IN A windowless room on a quiet street in Framingham, outside Boston, Rob Goudswaard and his colleagues are trying to unpick the knottiest problem in health care: how to look after an ageing and thus sickening population efficiently. The walls are plastered with photographs of typical patients—here a man who exercises occasionally, there a woman with many chronic ailments. Big sheets of paper chart each patient’s course from the hospital back to a comfortable life at home, with divergent lines showing all the problems that might arise and ways to handle them. To map the many paths to health in this way Mr Goudswaard’s team interviewed a lot of patients and nurses.
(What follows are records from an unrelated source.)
//! Profile model and structural validation.
//!
//! A profile names one input document, one generator and one output path.
//! Validation runs before any I/O so malformed profiles fail fast.

use once_cell::sync::Lazy;
use regex::Regex;
use serde::{Deserialize, Serialize};
use serde_json::{Map, Value as JsonValue};

use crate::errors::PipelineError;

/// Generator name reserved for the internal runtime package.
pub const RESERVED_GENERATOR: &str = "core";

/// `<word>-language` names are reserved for language helper packages.
static LANGUAGE_HELPER: Lazy<Regex> =
    Lazy::new(|| Regex::new(r"(?i)^\w+-language$").expect("valid reserved-name pattern"));

/// One named unit of configuration: input document, generator, output path.
#[derive(Debug, Clone, Default, Serialize, Deserialize)]
pub struct Profile {
    /// Local path to the input document, resolved against the working
    /// directory. Takes precedence over `url` when both are set.
    #[serde(default, skip_serializing_if = "Option::is_none")]
    pub file: Option<String>,

    /// Remote URL of the input document.
    #[serde(default, skip_serializing_if = "Option::is_none")]
    pub url: Option<String>,

    /// Destination path for the generated artifact.
    #[serde(default, skip_serializing_if = "Option::is_none")]
    pub output: Option<String>,

    /// Generator name or local template path (path-indicator prefixed).
    #[serde(default, skip_serializing_if = "Option::is_none")]
    pub generator: Option<String>,

    /// When true the profile is omitted from processing entirely.
    #[serde(default)]
    pub skip: bool,

    /// Diagnostic side effects.
    #[serde(default)]
    pub debug: DebugOptions,

    /// Opaque passthrough to the normalizer/generator.
    #[serde(default)]
    pub transforms: Map<String, JsonValue>,

    /// Opaque passthrough to the generator.
    #[serde(default)]
    pub options: Map<String, JsonValue>,
}

/// Recognized diagnostic options. Unrecognized keys are preserved for
/// generator-defined debug flags.
#[derive(Debug, Clone, Default, Serialize, Deserialize)]
pub struct DebugOptions {
    /// When set, the normalized definition is serialized (pretty-printed
    /// JSON) to this path before generation.
    #[serde(default, skip_serializing_if = "Option::is_none")]
    pub definition: Option<String>,

    #[serde(flatten)]
    pub extra: Map<String, JsonValue>,
}

/// The input source selected for a profile. `file` wins when both fields
/// are set, mirroring the first-checked-wins precedence rule.
#[derive(Debug, Clone, PartialEq, Eq)]
pub enum DocumentSource {
    File(String),
    Url(String),
}

impl DocumentSource {
    pub fn as_str(&self) -> &str {
        match self {
            DocumentSource::File(path) => path,
            DocumentSource::Url(url) => url,
        }
    }
}

fn is_set(field: &Option<String>) -> bool {
    field.as_deref().is_some_and(|value| !value.is_empty())
}

impl Profile {
    /// Select the input source. `None` when neither field is meaningfully set.
    pub fn source(&self) -> Option<DocumentSource> {
        if is_set(&self.file) {
            self.file.clone().map(DocumentSource::File)
        } else if is_set(&self.url) {
            self.url.clone().map(DocumentSource::Url)
        } else {
            None
        }
    }

    /// Check structural completeness, failing with a profile-keyed
    /// configuration error. Must run before any input resolution.
    pub fn validate(&self, key: &str) -> Result<(), PipelineError> {
        let fail = |reason: &str| PipelineError::Configuration {
            profile: key.to_string(),
            reason: reason.to_string(),
        };

        if self.source().is_none() {
            return Err(fail("neither `file` nor `url` is set"));
        }
        if !is_set(&self.output) {
            return Err(fail("`output` is required"));
        }
        let generator = self
            .generator
            .as_deref()
            .filter(|name| !name.is_empty())
            .ok_or_else(|| fail("`generator` is required"))?;
        if generator.eq_ignore_ascii_case(RESERVED_GENERATOR) {
            return Err(fail("`core` is a reserved generator name"));
        }
        if LANGUAGE_HELPER.is_match(generator) {
            return Err(fail(
                "`*-language` generator names are reserved for language helper packages",
            ));
        }
        Ok(())
    }
}

#[cfg(test)]
mod tests {
    use super::*;

    fn minimal() -> Profile {
        Profile {
            file: Some("petstore.json".to_string()),
            output: Some("petstore.ts".to_string()),
            generator: Some("typescript".to_string()),
            ..Profile::default()
        }
    }

    #[test]
    fn valid_profile_passes() {
        assert!(minimal().validate("petstore").is_ok());
    }

    #[test]
    fn missing_both_sources_fails() {
        let profile = Profile {
            file: None,
            url: None,
            ..minimal()
        };
        let err = profile.validate("petstore").unwrap_err();
        match err {
            PipelineError::Configuration { profile, reason } => {
                assert_eq!(profile, "petstore");
                assert!(reason.contains("neither `file` nor `url`"));
            }
            other => panic!("expected configuration error, got {other:?}"),
        }
    }

    #[test]
    fn empty_source_strings_count_as_unset() {
        let profile = Profile {
            file: Some(String::new()),
            url: Some(String::new()),
            ..minimal()
        };
        assert!(profile.validate("petstore").is_err());
    }

    #[test]
    fn missing_output_fails() {
        let profile = Profile {
            output: None,
            ..minimal()
        };
        assert!(profile.validate("petstore").is_err());
    }

    #[test]
    fn missing_generator_fails() {
        let profile = Profile {
            generator: None,
            ..minimal()
        };
        assert!(profile.validate("petstore").is_err());
    }

    #[test]
    fn reserved_core_name_fails_any_case() {
        for name in ["core", "Core", "CORE", "cOrE"] {
            let profile = Profile {
                generator: Some(name.to_string()),
                ..minimal()
            };
            let err = profile.validate("petstore").unwrap_err();
            assert!(err.to_string().contains("reserved"), "{name} not rejected");
        }
    }

    #[test]
    fn language_helper_suffix_fails_any_case() {
        for name in ["swift-language", "Rust-Language", "ES6-LANGUAGE"] {
            let profile = Profile {
                generator: Some(name.to_string()),
                ..minimal()
            };
            assert!(profile.validate("petstore").is_err(), "{name} not rejected");
        }
    }

    #[test]
    fn language_helper_infix_is_allowed() {
        let profile = Profile {
            generator: Some("my-language-kit".to_string()),
            ..minimal()
        };
        assert!(profile.validate("petstore").is_ok());
    }

    #[test]
    fn file_wins_over_url() {
        let profile = Profile {
            file: Some("petstore.json".to_string()),
            url: Some("https://example.com/doc.json".to_string()),
            ..minimal()
        };
        assert_eq!(
            profile.source(),
            Some(DocumentSource::File("petstore.json".to_string()))
        );
    }

    #[test]
    fn defaults_materialize_empty_maps() {
        let profile: Profile = serde_json::from_str(
            r#"{"file": "a.json", "output": "a.ts", "generator": "typescript"}"#,
        )
        .expect("minimal profile parses");
        assert!(profile.transforms.is_empty());
        assert!(profile.options.is_empty());
        assert!(profile.debug.definition.is_none());
        assert!(!profile.skip);
    }
}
But this “war room” does not belong to a hospital. It belongs to Philips, a Dutch electronics company. Mr Goudswaard, the head of innovation for Philips’s home-monitoring business, has no medical training. His speciality is the consumer.
The past 150 years have been a golden age for doctors. In some ways, their job is much as it has been for millennia: they examine patients, diagnose their ailments and try to make them better. Since the mid-19th century, however, they have enjoyed new eminence. The rise of doctors’ associations and medical schools helped separate doctors from quacks. Licensing and prescribing laws enshrined their status. And as understanding, technology and technique evolved, doctors became more effective, able to diagnose consistently, treat effectively and advise on public-health interventions—such as hygiene and vaccination—that actually worked.